James Howard Meredith

About

James H. Meredith (1933– ; Columbia Law School 1968) American civil rights activist who gained national renown at a key juncture in the Civil Rights Movement in 1962, when he became the first African American student at the University of Mississippi. State officials, initially refusing a U.S. Supreme Court order to integrate the school, blocked Meredith’s entrance, but, following large campus riots that left two people dead, Meredith was admitted to the university under the protection of federal marshals.

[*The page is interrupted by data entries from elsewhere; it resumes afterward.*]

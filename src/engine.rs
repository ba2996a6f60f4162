//! Ledger ingestion and report generation.
//!
//! Builds the roster and transaction list from CSV in streaming fashion and
//! turns them into per-student balance reports and monthly money totals.

use crate::balance::{compute_balance, Balance};
use crate::error::{LedgerError, Result};
use crate::money::Currency;
use crate::rates::RateTable;
use crate::student::{Student, StudentRecord};
use crate::transaction::{LedgerRecord, Transaction};
use csv::{ReaderBuilder, Trim};
use log::warn;
use rust_decimal::Decimal;
use std::collections::{BTreeMap, HashMap};
use std::io::{Read, Write};

/// The tutoring ledger: a roster of students plus their financial records.
///
/// Ingestion reads records one at a time and never aborts on a bad row:
/// malformed records are logged at warn level with their row number, counted,
/// and skipped, so one typo never blocks a whole report.
///
/// # Output Ordering
///
/// Reports are sorted (balances by student name, monthly totals by month) for
/// deterministic, reproducible output.
pub struct Ledger {
    /// Roster entries indexed by student name.
    students: HashMap<String, Student>,

    /// Validated transactions, in input order.
    transactions: Vec<Transaction>,

    /// Rows dropped during ingestion, for aggregate warning banners.
    skipped_rows: usize,
}

/// Converted money totals for one calendar month.
#[derive(Debug, Clone, Default, PartialEq)]
pub struct MonthTotals {
    /// Payments received, in the display currency.
    pub income: Decimal,

    /// Business expenses, in the display currency.
    pub expenses: Decimal,

    /// Lessons given.
    pub lessons: u32,
}

impl MonthTotals {
    /// Income minus expenses.
    pub fn net(&self) -> Decimal {
        self.income - self.expenses
    }
}

impl Ledger {
    /// Creates an empty ledger.
    pub fn new() -> Self {
        Ledger {
            students: HashMap::new(),
            transactions: Vec::new(),
            skipped_rows: 0,
        }
    }

    /// Loads the roster from a `name,price,currency` CSV.
    ///
    /// Rows without a name are skipped with a warning. A duplicate name keeps
    /// the first entry. A student with an unusable price is kept with
    /// `price: None` and surfaces `InvalidPrice` per balance request.
    pub fn load_roster<R: Read>(&mut self, reader: R) -> Result<()> {
        let mut csv_reader = ReaderBuilder::new()
            .trim(Trim::All)
            .flexible(true)
            .from_reader(reader);

        for (row_idx, result) in csv_reader.deserialize::<StudentRecord>().enumerate() {
            let row_num = row_idx + 2; // 1-indexed, accounting for header row

            let record = match result {
                Ok(record) => record,
                Err(e) => {
                    warn!("roster row {}: CSV parse error: {}", row_num, e);
                    self.skipped_rows += 1;
                    continue;
                }
            };

            let student = match record.parse() {
                Ok(student) => student,
                Err(e) => {
                    warn!("roster row {}: {}", row_num, e);
                    self.skipped_rows += 1;
                    continue;
                }
            };

            if self.students.contains_key(&student.name) {
                warn!(
                    "roster row {}: duplicate student {:?}, keeping the first entry",
                    row_num, student.name
                );
                continue;
            }
            self.students.insert(student.name.clone(), student);
        }

        Ok(())
    }

    /// Loads financial records from a
    /// `type,student,amount,currency,date,subject` CSV.
    ///
    /// Records whose kind requires a field the row lacks (or a value that
    /// fails to parse) are warned and skipped; they count toward
    /// [`skipped_rows`](Self::skipped_rows).
    pub fn load_transactions<R: Read>(&mut self, reader: R) -> Result<()> {
        let mut csv_reader = ReaderBuilder::new()
            .trim(Trim::All)
            .flexible(true)
            .from_reader(reader);

        for (row_idx, result) in csv_reader.deserialize::<LedgerRecord>().enumerate() {
            let row_num = row_idx + 2; // 1-indexed, accounting for header row

            match result {
                Ok(record) => match record.parse() {
                    Ok(tx) => self.transactions.push(tx),
                    Err(e) => {
                        warn!("ledger row {}: {}", row_num, e);
                        self.skipped_rows += 1;
                    }
                },
                Err(e) => {
                    warn!("ledger row {}: CSV parse error: {}", row_num, e);
                    self.skipped_rows += 1;
                }
            }
        }

        Ok(())
    }

    /// Number of rows dropped during ingestion.
    pub fn skipped_rows(&self) -> usize {
        self.skipped_rows
    }

    /// Computes one student's balance in `display` currency units.
    ///
    /// The single-student surface (a student page). Unknown names are
    /// [`LedgerError::UnknownStudent`].
    pub fn balance_of(&self, name: &str, rates: &RateTable, display: &Currency) -> Result<Balance> {
        let student = self
            .students
            .get(name)
            .ok_or_else(|| LedgerError::UnknownStudent(name.to_string()))?;
        compute_balance(student, &self.transactions, rates, display)
    }

    /// Writes the per-student balance report as CSV, sorted by name.
    ///
    /// A student whose computation fails is warned and omitted; the rest of
    /// the report is unaffected. A display currency absent from the table
    /// fails the whole report up front rather than once per student.
    pub fn write_balance_report<W: Write>(
        &self,
        rates: &RateTable,
        display: &Currency,
        writer: W,
    ) -> Result<()> {
        if !rates.contains(display) {
            return Err(LedgerError::MissingRate(display.clone()));
        }

        let mut csv_writer = csv::Writer::from_writer(writer);
        csv_writer.write_record([
            "student",
            "lessons_paid_for",
            "lessons_completed",
            "lessons_remaining",
            "lessons_owed",
        ])?;

        let mut names: Vec<&String> = self.students.keys().collect();
        names.sort();

        for name in names {
            let balance = match self.balance_of(name, rates, display) {
                Ok(balance) => balance,
                Err(e) => {
                    warn!("balance report: omitting {}: {}", name, e);
                    continue;
                }
            };
            csv_writer.write_record([
                name.to_string(),
                format!("{:.2}", balance.lessons_paid_for),
                balance.lessons_completed.to_string(),
                format!("{:.2}", balance.lessons_remaining),
                format!("{:.2}", balance.lessons_owed),
            ])?;
        }

        csv_writer.flush()?;
        Ok(())
    }

    /// Groups records by calendar month and converts every payment and
    /// expense into `display`.
    ///
    /// A missing rate aborts the whole computation: skipping a record would
    /// silently understate a total.
    pub fn monthly_totals(
        &self,
        rates: &RateTable,
        display: &Currency,
    ) -> Result<BTreeMap<String, MonthTotals>> {
        if !rates.contains(display) {
            return Err(LedgerError::MissingRate(display.clone()));
        }

        let mut months: BTreeMap<String, MonthTotals> = BTreeMap::new();

        for tx in &self.transactions {
            let month = tx.date().format("%Y-%m").to_string();
            match tx {
                Transaction::Payment { amount, .. } => {
                    let converted = amount.converted_to(display, rates)?;
                    months.entry(month).or_default().income += converted.amount;
                }
                Transaction::Expense { amount, .. } => {
                    let converted = amount.converted_to(display, rates)?;
                    months.entry(month).or_default().expenses += converted.amount;
                }
                Transaction::Lesson { .. } => {
                    months.entry(month).or_default().lessons += 1;
                }
                Transaction::Other { .. } => {}
            }
        }

        Ok(months)
    }

    /// Writes the monthly report as CSV, sorted by month (`YYYY-MM`).
    pub fn write_monthly_report<W: Write>(
        &self,
        rates: &RateTable,
        display: &Currency,
        writer: W,
    ) -> Result<()> {
        let months = self.monthly_totals(rates, display)?;

        let mut csv_writer = csv::Writer::from_writer(writer);
        csv_writer.write_record(["month", "income", "expenses", "net", "lessons"])?;

        for (month, totals) in &months {
            csv_writer.write_record([
                month.to_string(),
                format!("{:.2}", totals.income),
                format!("{:.2}", totals.expenses),
                format!("{:.2}", totals.net()),
                totals.lessons.to_string(),
            ])?;
        }

        csv_writer.flush()?;
        Ok(())
    }

    /// Returns a roster entry (for testing).
    #[cfg(test)]
    pub fn student(&self, name: &str) -> Option<&Student> {
        self.students.get(name)
    }

    /// Number of validated transactions (for testing).
    #[cfg(test)]
    pub fn transaction_count(&self) -> usize {
        self.transactions.len()
    }
}

impl Default for Ledger {
    fn default() -> Self {
        Self::new()
    }
}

Before the University of Mississippi, Meredith served in the U.S. Air Force (1951–60), followed by  attending an all-black school, Jackson State College (1960–62). His repeated applications to the University of Mississippi were denied solely on the basis of his race, according to the verdict of his 1961–62 court battle, which was won on appeal with the legal assistance of the National Association for the Advancement of Colored People (NAACP). In the fall of 1962, as mob violence seemed imminent, U.S. Attorney General Robert F. Kennedy called in federal protection so that Meredith could register for classes. Meredith’s tenure at Mississippi was brief; he graduated in 1963 and wrote a memoir about the experience, called Three Years in Mississippi.

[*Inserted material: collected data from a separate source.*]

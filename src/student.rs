//! Roster record model: raw CSV rows and the validated student.

use crate::error::{LedgerError, Result};
use crate::money::{Currency, MoneyAmount};
use crate::transaction::non_empty;
use log::debug;
use rust_decimal::Decimal;
use serde::Deserialize;
use std::str::FromStr;

/// Raw roster row as read from CSV (`name,price,currency`).
#[derive(Debug, Deserialize)]
pub struct StudentRecord {
    /// Student name, unique within the roster
    pub name: String,

    /// Price of one lesson, in the student's billing currency
    pub price: Option<String>,

    /// Currency of `price`
    pub currency: Option<String>,
}

impl StudentRecord {
    /// Parses the raw roster row.
    ///
    /// Only an empty name makes the row unusable. A missing, unparseable, or
    /// non-positive price keeps the student in the roster with `price: None`;
    /// the resulting [`LedgerError::InvalidPrice`] surfaces when a balance is
    /// requested for them, not at ingestion.
    pub fn parse(&self) -> Result<Student> {
        let name = self.name.trim();
        if name.is_empty() {
            return Err(LedgerError::MalformedRecord {
                reason: "missing student name".to_string(),
            });
        }

        Ok(Student {
            name: name.to_string(),
            price: self.parse_price(name),
        })
    }

    fn parse_price(&self, name: &str) -> Option<MoneyAmount> {
        let amount_str = match non_empty(&self.price) {
            Some(s) => s,
            None => {
                debug!("roster: student {} has no price", name);
                return None;
            }
        };
        let amount = match Decimal::from_str(amount_str) {
            Ok(amount) => amount,
            Err(e) => {
                debug!("roster: student {} has bad price {:?}: {}", name, amount_str, e);
                return None;
            }
        };
        if amount <= Decimal::ZERO {
            debug!("roster: student {} has non-positive price {}", name, amount);
            return None;
        }
        let currency: Currency = match non_empty(&self.currency) {
            Some(s) => match s.parse() {
                Ok(currency) => currency,
                Err(e) => {
                    debug!("roster: student {}: {}", name, e);
                    return None;
                }
            },
            None => {
                debug!("roster: student {} has a price but no currency", name);
                return None;
            }
        };
        Some(MoneyAmount::new(amount, currency))
    }
}

/// A roster entry.
///
/// `price` is the cost of exactly one lesson in the student's own billing
/// currency, or `None` when the roster row carried nothing usable.
#[derive(Debug, Clone, PartialEq)]
pub struct Student {
    pub name: String,
    pub price: Option<MoneyAmount>,
}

Meredith continued to balance education and activism throughout the rest of the decade, attending the University of Ibadan in Nigeria (1964–65) and Columbia University (1966–68). In June 1966, he began a solitary protest march, which he called the March Against Fear, from Memphis, Tennessee, to Jackson, Mississippi, when he was shot by a sniper. The crime mobilized many civil rights leaders to resume the march, which Meredith was able to rejoin after a period of hospitalization.